Agreed, but Word is far too bloated and cumbersome to work with most of
the time. Stripping it in TextEdit, and then using it out of there is
much better, not to mention the lack of screen clutter with all the Word
palettes, etc. I can put TextEdit up in a corner of my other monitor (I
use 2)
 
D

Daiya Mitchell

What types of CSS formatting are you trying to get
Generally body text, but I cut and paste heads, too.

Body text and headings should come over into GL with no problem at all, and
heading 1 in Word, heading 2 etc should transfer properly. At least they do
for me here (CS 1). Perhaps I'm just too much of a web novice and body text
in CSS is not actually the same thing as just said:
Agreed, but Word is far too bloated and cumbersome to work with most of
the time. Stripping it in TextEdit, and then using it out of there is
much better, not to mention the lack of screen clutter with all the Word
palettes, etc. I can put TextEdit up in a corner of my other monitor (I
use 2)

You can close all those palettes, and/or replace them with a custom-built
toolbar that takes up only the space you deem necessary.

Stripping text of formatting in Word requires 3 key combinations.

But, if you would rather use TextEdit, then why did you paste your question
in the first place? :) You seemed to want to get away from using an
intermediary.

Not that it hasn't produced an interesting conversation, which is reason
enough, of course.

Daiya
 
K

Kurt

Generally body text, but I cut and paste heads, too.
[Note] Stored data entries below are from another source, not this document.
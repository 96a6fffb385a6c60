use generational_arena::Index;
use parking_lot::Mutex;
use rand::Rng;

use crate::scorer::Scorer;
use crate::tree::Tree;

/// Picks one node out of an ordered group.
pub trait Selector<M, B> {
    fn select(&self, tree: &Tree<M, B>, group: &[Index]) -> Option<Index>;
}

/// Scans the group tracking a running maximum and keeps the first node
/// whose score strictly exceeds it. Ties therefore resolve to the
/// earliest-encountered node; descent depends on that being deterministic.
#[derive(Clone, Copy, Debug)]
pub struct MaximalSelector<S> {
    scorer: S,
}

impl<S> MaximalSelector<S> {
    pub fn new(scorer: S) -> Self {
        Self { scorer }
    }
}

impl<M, B, S> Selector<M, B> for MaximalSelector<S>
where
    S: Scorer<M, B>,
{
    fn select(&self, tree: &Tree<M, B>, group: &[Index]) -> Option<Index> {
        let mut best = None;
        let mut best_score = f64::NEG_INFINITY;

        for &candidate in group {
            let score = self.scorer.score(tree, candidate);
            if score > best_score {
                best_score = score;
                best = Some(candidate);
            }
        }

        best
    }
}

/// Uniformly random choice. The generator is injected for reproducibility
/// and sits behind a mutex so one selector instance can serve concurrent
/// build workers.
#[derive(Debug)]
pub struct RandomSelector<R> {
    rng: Mutex<R>,
}

impl<R> RandomSelector<R> {
    pub fn new(rng: R) -> Self {
        Self {
            rng: Mutex::new(rng),
        }
    }
}

impl<M, B, R> Selector<M, B> for RandomSelector<R>
where
    R: Rng,
{
    fn select(&self, _tree: &Tree<M, B>, group: &[Index]) -> Option<Index> {
        if group.is_empty() {
            return None;
        }

        let chosen = self.rng.lock().gen_range(0..group.len());

        Some(group[chosen])
    }
}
Body text and headings should come over into GL with no problem at all, and
heading 1 in Word, heading 2 etc should transfer properly. At least they do
for me here (CS 1). Perhaps I'm just too much of a web novice and body text
in CSS is not actually the same thing as just <p></p> tags as I have been
assuming?[/QUOTE]

I usually set up a few CSS definitions that can be applied to plain text
as I create the page. It gives me more flexibility with styles.
You can close all those palettes, and/or replace them with a custom-built
toolbar that takes up only the space you deem necessary.

Yes, but often times, I use the full toolbar/pallette setup for other
projects. Word is not a primary program for me, so I generally like to
see all the tools when I'm creating a new doc.
Stripping text of formatting in Word requires 3 key combinations.

But, if you would rather use TextEdit, then why did you paste your question
in the first place? :) You seemed to want to get away from using an
intermediary.
No, I was actually hoping just to use Word, but as the discussion
progressed, it seems as though I'll have to spend more some time playing
with it- to see if it's really faster to work within it.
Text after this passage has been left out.